Tradotto: più che un baldo e milionario venticinquenne sembrava un sessantenne alle prese con le vene varicose e il mal di vivere.
“Non sono più giovane” –ha esordito Collin, mentre spiegava ai giornalisti attoniti perché il suo magico swing non producesse da un po’ il suo baby fade naturale, ma piuttosto un improvviso e fastidioso draw.
“Il mio fisico non è più come a 20 anni – ha continuato Morikawa – e di conseguenza nel downswing il mio ginocchio sinistro non è più così celere ad aprirsi con i fianchi verso il bersaglio. Ho dovuto lavorare sodo in palestra per rimetterlo in riga”.
E ancora: “è come se l’ordine che parte dal mio cervello a volte non arrivi al ginocchio, che infatti non risponde”.

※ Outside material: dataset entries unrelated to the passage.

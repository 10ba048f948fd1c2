// Copyright (c) 2025 woxQAQ
//
// Licensed under the MIT License or Apache License 2.0
// See LICENSE files for details

//! # Typed SQL IR
//!
//! A typed intermediate representation of SQL statements.
//! The IR is designed to:
//! - Be built incrementally through builders that reject invalid shapes early
//! - Validate whole trees, including table-alias resolution
//! - Serialize to a canonical tagged JSON form and revive from it
//! - Render deterministic SQL text for logging and debugging
//!
//! ```
//! use typed_sql_ir::{BinaryExpr, Delete, SqlNode, col, value};
//!
//! let delete = Delete::builder("Student")
//!     .where_clause(BinaryExpr::new("=", col("id"), value(1)).unwrap())
//!     .build();
//! assert_eq!(delete.to_sql().unwrap(), "DELETE FROM `Student` WHERE `id` = 1");
//! ```

pub mod ddl;
pub mod dialect;
pub mod error;
pub mod expr;
mod json;
pub mod node;
pub mod query;
pub mod registry;
pub mod render;
pub mod scope;
pub mod statement;
pub mod table;

// Re-export commonly used types
pub use ddl::{
    ColumnDef, CreateSchema, CreateTable, CreateTableBuilder, DropSchema, DropTable,
    PrimaryKeyConstraint,
};
pub use dialect::Dialect;
pub use error::{IrError, IrResult};
pub use expr::{
    BetweenExpr, BinaryBuilder, BinaryExpr, CaseBuilder, CaseExpr, CaseWhen, ColumnExpr,
    ExistsExpr, Expr, FunctionBuilder, FunctionExpr, GroupBuilder, GroupExpr, GroupOperator,
    InExpr, IsNullExpr, MathBuilder, MathExpr, ValueExpr, VariableExpr, col, col_of, value, var,
};
pub use json::CLASSNAME;
pub use node::{Node, SqlNode};
pub use query::{GroupBy, Limit, OrderBy, Query, QueryBuilder, ResultColumn, SortDirection};
pub use registry::{Constructor, NodeRegistry};
pub use scope::Scope;
pub use statement::{
    Delete, DeleteBuilder, Insert, InsertBuilder, InsertSource, Statement, TableAccess, Update,
    UpdateBuilder,
};
pub use table::{FromTable, JoinClause, JoinOperator, QueryTable, RemoteTable, SchemaTable, Table};
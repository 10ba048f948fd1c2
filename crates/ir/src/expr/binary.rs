// Copyright (c) 2025 woxQAQ
//
// Licensed under the MIT License or Apache License 2.0
// See LICENSE files for details

//! Binary comparison / assignment expressions.
//!
//! The operator must be in the whitelist of the active [`Dialect`]. A few
//! operators constrain their operands:
//!
//! | operator | constraint |
//! |---|---|
//! | `:=` | left side is a [`Variable`](super::VariableExpr) |
//! | `IN` | right side is an array value or a sub-query |
//! | `LIKE`, `ILIKE`, `REGEXP` | right side is a string value |
//! | `IS` | right side is always `NULL` |
//!
//! Only the operators in [`NEGATABLE_OPERATORS`] accept `not = true`.

use std::fmt;

use serde_json::{Map, Value};

use crate::dialect::Dialect;
use crate::error::{IrError, IrResult};
use crate::json::{JsonReader, JsonWriter};
use crate::node::{Node, SqlNode};
use crate::registry::NodeRegistry;

use super::{Expr, ValueExpr};

/// Operators that can be prefixed with `NOT`
pub const NEGATABLE_OPERATORS: &[&str] = &["IS", "IN", "LIKE", "ILIKE", "REGEXP"];

/// `left operator right`
#[derive(Debug, Clone, PartialEq)]
pub struct BinaryExpr {
    /// Upper-cased operator
    pub operator: String,
    pub left: Box<Expr>,
    pub right: Box<Expr>,
    pub not: bool,
}

impl BinaryExpr {
    pub const CLASSNAME: &'static str = "BinaryExpression";

    /// Builder using the default dialect's operator whitelist
    pub fn builder(operator: &str) -> IrResult<BinaryBuilder> {
        BinaryBuilder::new(Dialect::default(), operator)
    }

    pub fn builder_for(dialect: Dialect, operator: &str) -> IrResult<BinaryBuilder> {
        BinaryBuilder::new(dialect, operator)
    }

    /// Shortcut for a complete, non-negated expression
    pub fn new(operator: &str, left: impl Into<Expr>, right: impl Into<Expr>) -> IrResult<Self> {
        let mut builder = Self::builder(operator)?;
        builder.left(left)?;
        if builder.expr.operator != "IS" {
            builder.right(right)?;
        }
        Ok(builder.build())
    }

    fn is_null_test(&self) -> bool {
        self.operator == "IS"
    }
}

fn normalize_operator(dialect: Dialect, operator: &str) -> IrResult<String> {
    if !dialect.supports_operator(operator) {
        return Err(IrError::UnsupportedOperator {
            node: BinaryExpr::CLASSNAME,
            operator: operator.to_string(),
        });
    }
    Ok(operator.to_ascii_uppercase())
}

fn check_left(operator: &str, left: &Expr) -> IrResult<()> {
    if operator == ":=" && !matches!(left, Expr::Variable(_) | Expr::Unknown) {
        return Err(IrError::invalid_operand(
            operator,
            "left expression must be a Variable",
        ));
    }
    Ok(())
}

fn check_right(operator: &str, right: &Expr) -> IrResult<()> {
    if right.is_unknown() {
        return Ok(());
    }
    match operator {
        "IS" if !matches!(right, Expr::Value(v) if v.value.is_null()) => Err(
            IrError::invalid_operand(operator, "right expression is fixed to NULL"),
        ),
        "IN" if !right.is_in_operand() => Err(IrError::invalid_operand(
            operator,
            "right expression must be a non-empty array or a query",
        )),
        "LIKE" | "ILIKE" | "REGEXP" if !right.is_string_value() => Err(IrError::invalid_operand(
            operator,
            "right expression must be a string",
        )),
        _ => Ok(()),
    }
}

fn check_not(operator: &str, not: bool) -> IrResult<()> {
    if not && !NEGATABLE_OPERATORS.contains(&operator) {
        return Err(IrError::InvalidNegation(operator.to_string()));
    }
    Ok(())
}

impl SqlNode for BinaryExpr {
    fn classname(&self) -> &'static str {
        Self::CLASSNAME
    }

    fn check(&self) -> IrResult<()> {
        check_left(&self.operator, &self.left)?;
        check_right(&self.operator, &self.right)?;
        check_not(&self.operator, self.not)?;
        self.left.check_slot(Self::CLASSNAME, "left")?;
        self.right.check_slot(Self::CLASSNAME, "right")
    }

    fn json_value(&self) -> Value {
        JsonWriter::new(Self::CLASSNAME)
            .set("left", self.left.json_value())
            .set("operator", self.operator.clone())
            .set("right", self.right.json_value())
            .flag("not", self.not)
            .finish()
    }
}

impl fmt::Display for BinaryExpr {
    fn fmt(&self, f: &mut fmt::Formatter<'_>) -> fmt::Result {
        let not = if self.not { "NOT " } else { "" };
        if self.is_null_test() {
            write!(f, "{} IS {}NULL", self.left, not)
        } else {
            write!(f, "{} {}{} {}", self.left, not, self.operator, self.right)
        }
    }
}

/// Staged builder for [`BinaryExpr`]
///
/// Every setter validates its argument against the operator; on error the
/// builder is left untouched.
#[derive(Debug, Clone)]
pub struct BinaryBuilder {
    expr: BinaryExpr,
}

impl BinaryBuilder {
    pub fn new(dialect: Dialect, operator: &str) -> IrResult<Self> {
        let operator = normalize_operator(dialect, operator)?;
        let right = if operator == "IS" {
            Expr::Value(ValueExpr::null())
        } else {
            Expr::Unknown
        };
        Ok(Self {
            expr: BinaryExpr {
                operator,
                left: Box::new(Expr::Unknown),
                right: Box::new(right),
                not: false,
            },
        })
    }

    pub fn left(&mut self, left: impl Into<Expr>) -> IrResult<&mut Self> {
        let left = left.into();
        check_left(&self.expr.operator, &left)?;
        self.expr.left = Box::new(left);
        Ok(self)
    }

    pub fn right(&mut self, right: impl Into<Expr>) -> IrResult<&mut Self> {
        if self.expr.is_null_test() {
            return Err(IrError::invalid_operand(
                "IS",
                "right expression is fixed to NULL",
            ));
        }
        let right = right.into();
        check_right(&self.expr.operator, &right)?;
        self.expr.right = Box::new(right);
        Ok(self)
    }

    pub fn not(&mut self, not: bool) -> IrResult<&mut Self> {
        check_not(&self.expr.operator, not)?;
        self.expr.not = not;
        Ok(self)
    }

    pub fn build(&self) -> BinaryExpr {
        self.expr.clone()
    }
}

pub(crate) fn revive(map: &Map<String, Value>, registry: &NodeRegistry) -> IrResult<Node> {
    let json = JsonReader::new(BinaryExpr::CLASSNAME, map, registry);
    let operator = normalize_operator(registry.dialect(), json.str("operator")?)?;
    let left = json.expr_or_unknown("left")?;
    check_left(&operator, &left)?;
    let right = if operator == "IS" {
        Expr::Value(ValueExpr::null())
    } else {
        let right = json.expr_or_unknown("right")?;
        check_right(&operator, &right)?;
        right
    };
    let not = json.flag("not")?;
    check_not(&operator, not)?;

    Ok(Node::Expr(Expr::Binary(BinaryExpr {
        operator,
        left: Box::new(left),
        right: Box::new(right),
        not,
    })))
}

#[cfg(test)]
mod tests {
    use super::*;
    use crate::expr::{col, value, var};
    use serde_json::json;

    #[test]
    fn test_equality_rendering() {
        let expr = BinaryExpr::new("=", col("gender"), value("F")).unwrap();
        assert_eq!(expr.to_sql().unwrap(), "`gender` = \"F\"");
    }

    #[test]
    fn test_unsupported_operator() {
        let err = BinaryExpr::builder("~~").unwrap_err();
        assert!(matches!(err, IrError::UnsupportedOperator { .. }));
        assert!(BinaryExpr::builder_for(Dialect::PostgreSQL, ":=").is_err());
        assert!(BinaryExpr::builder_for(Dialect::PostgreSQL, "ilike").is_ok());
    }

    #[test]
    fn test_operator_is_upper_cased() {
        let expr = BinaryExpr::new("like", col("name"), value("K%")).unwrap();
        assert_eq!(expr.operator, "LIKE");
        assert_eq!(expr.to_string(), "`name` LIKE \"K%\"");
    }

    #[test]
    fn test_assignment_requires_variable() {
        let mut builder = BinaryExpr::builder(":=").unwrap();
        assert!(builder.left(col("x")).is_err());
        assert!(builder.left(value(1)).is_err());
        builder.left(var("total")).unwrap().right(value(1)).unwrap();
        assert_eq!(builder.build().to_sql().unwrap(), "@total := 1");
    }

    #[test]
    fn test_is_right_side_fixed() {
        let mut builder = BinaryExpr::builder("IS").unwrap();
        assert!(builder.right(value(1)).is_err());
        builder.left(col("email")).unwrap().not(true).unwrap();
        assert_eq!(builder.build().to_sql().unwrap(), "`email` IS NOT NULL");
    }

    #[test]
    fn test_in_requires_array_or_query() {
        let mut builder = BinaryExpr::builder("IN").unwrap();
        assert!(builder.right(value("a")).is_err());
        builder
            .left(col("id"))
            .unwrap()
            .right(value(json!([1, 2, 3])))
            .unwrap()
            .not(true)
            .unwrap();
        assert_eq!(builder.build().to_sql().unwrap(), "`id` NOT IN (1, 2, 3)");
    }

    #[test]
    fn test_in_rejects_empty_array() {
        let err = BinaryExpr::new("IN", col("id"), value(json!([]))).unwrap_err();
        assert!(matches!(err, IrError::InvalidOperand { .. }));

        let revived = NodeRegistry::global().revive(&json!({
            "classname": "BinaryExpression",
            "operator": "IN",
            "left": { "classname": "ColumnExpression", "column": "id" },
            "right": { "classname": "Value", "value": [] },
        }));
        assert!(matches!(revived, Err(IrError::InvalidOperand { .. })));
    }

    #[test]
    fn test_like_requires_string() {
        let mut builder = BinaryExpr::builder("REGEXP").unwrap();
        assert!(builder.right(value(3)).is_err());
        assert!(builder.right(col("pattern")).is_err());
        assert!(builder.right(value("^a")).is_ok());
    }

    #[test]
    fn test_not_only_on_negatable_operators() {
        let mut builder = BinaryExpr::builder("=").unwrap();
        assert_eq!(
            builder.not(true).unwrap_err(),
            IrError::InvalidNegation("=".to_string())
        );
        assert!(builder.not(false).is_ok());
        assert!(!builder.build().not);
    }

    #[test]
    fn test_failed_setter_leaves_builder_unchanged() {
        let mut builder = BinaryExpr::builder("LIKE").unwrap();
        builder.right(value("a%")).unwrap();
        assert!(builder.right(value(1)).is_err());
        assert_eq!(*builder.build().right, value("a%"));
    }

    #[test]
    fn test_incomplete_expression_is_not_renderable() {
        let mut builder = BinaryExpr::builder("=").unwrap();
        builder.left(col("a")).unwrap();
        let expr = builder.build();
        assert!(matches!(expr.check(), Err(IrError::Incomplete { .. })));
        assert!(expr.to_json().is_err());
        assert_eq!(expr.to_string(), "`a` = ?");
    }

    #[test]
    fn test_json_shape() {
        let expr = BinaryExpr::new("=", col("gender"), value("F")).unwrap();
        assert_eq!(
            serde_json::to_string(&expr.to_json().unwrap()).unwrap(),
            r#"{"classname":"BinaryExpression","left":{"classname":"ColumnExpression","column":"gender"},"operator":"=","right":{"classname":"Value","value":"F"}}"#
        );
    }
}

Ora: qualsiasi preparatore atletico vi dirà che in stanchezza mentale, il fisico tende sempre in autonomia a cercare il movimento più economico a livello di energia. E, nel caso del ginocchio di Collin, a stare piantato.
A seguire la conferenza stampa di Morikawa e le sue parole, la sensazione che se ne traeva era quella di un ragazzo che se non vince da un anno esatto (da Dubai 2021 NdR), non è tanto a causa di un malfunzionamento del ginocchio nello swing, ma più per un appannamento mentale dopo un biennio strepitoso. Il che ci sta, ovviamente (e ci sta anche che Collin si riprenda velocemente), ma questo ragionamento ci porta immediatamente a un’annosa questione: a che tipo di pressione sportiva e mediatica sono sottoposti questi ragazzi sin da quando sono dei teen ager? E, ai ritmi forsennati di oggi, quanto a lungo può reggere una carriera golfistica a questi livelli?
Personalmente, se non credo che si possa sopportare qualcosa di più oltre i 10 anni, allo stesso tempo sono convinta che di storie infinite come quelle di Tiger o Mickelson non ne vedremo più: oggi e ancor più domani, si comincia presto, si finisce altrettanto presto.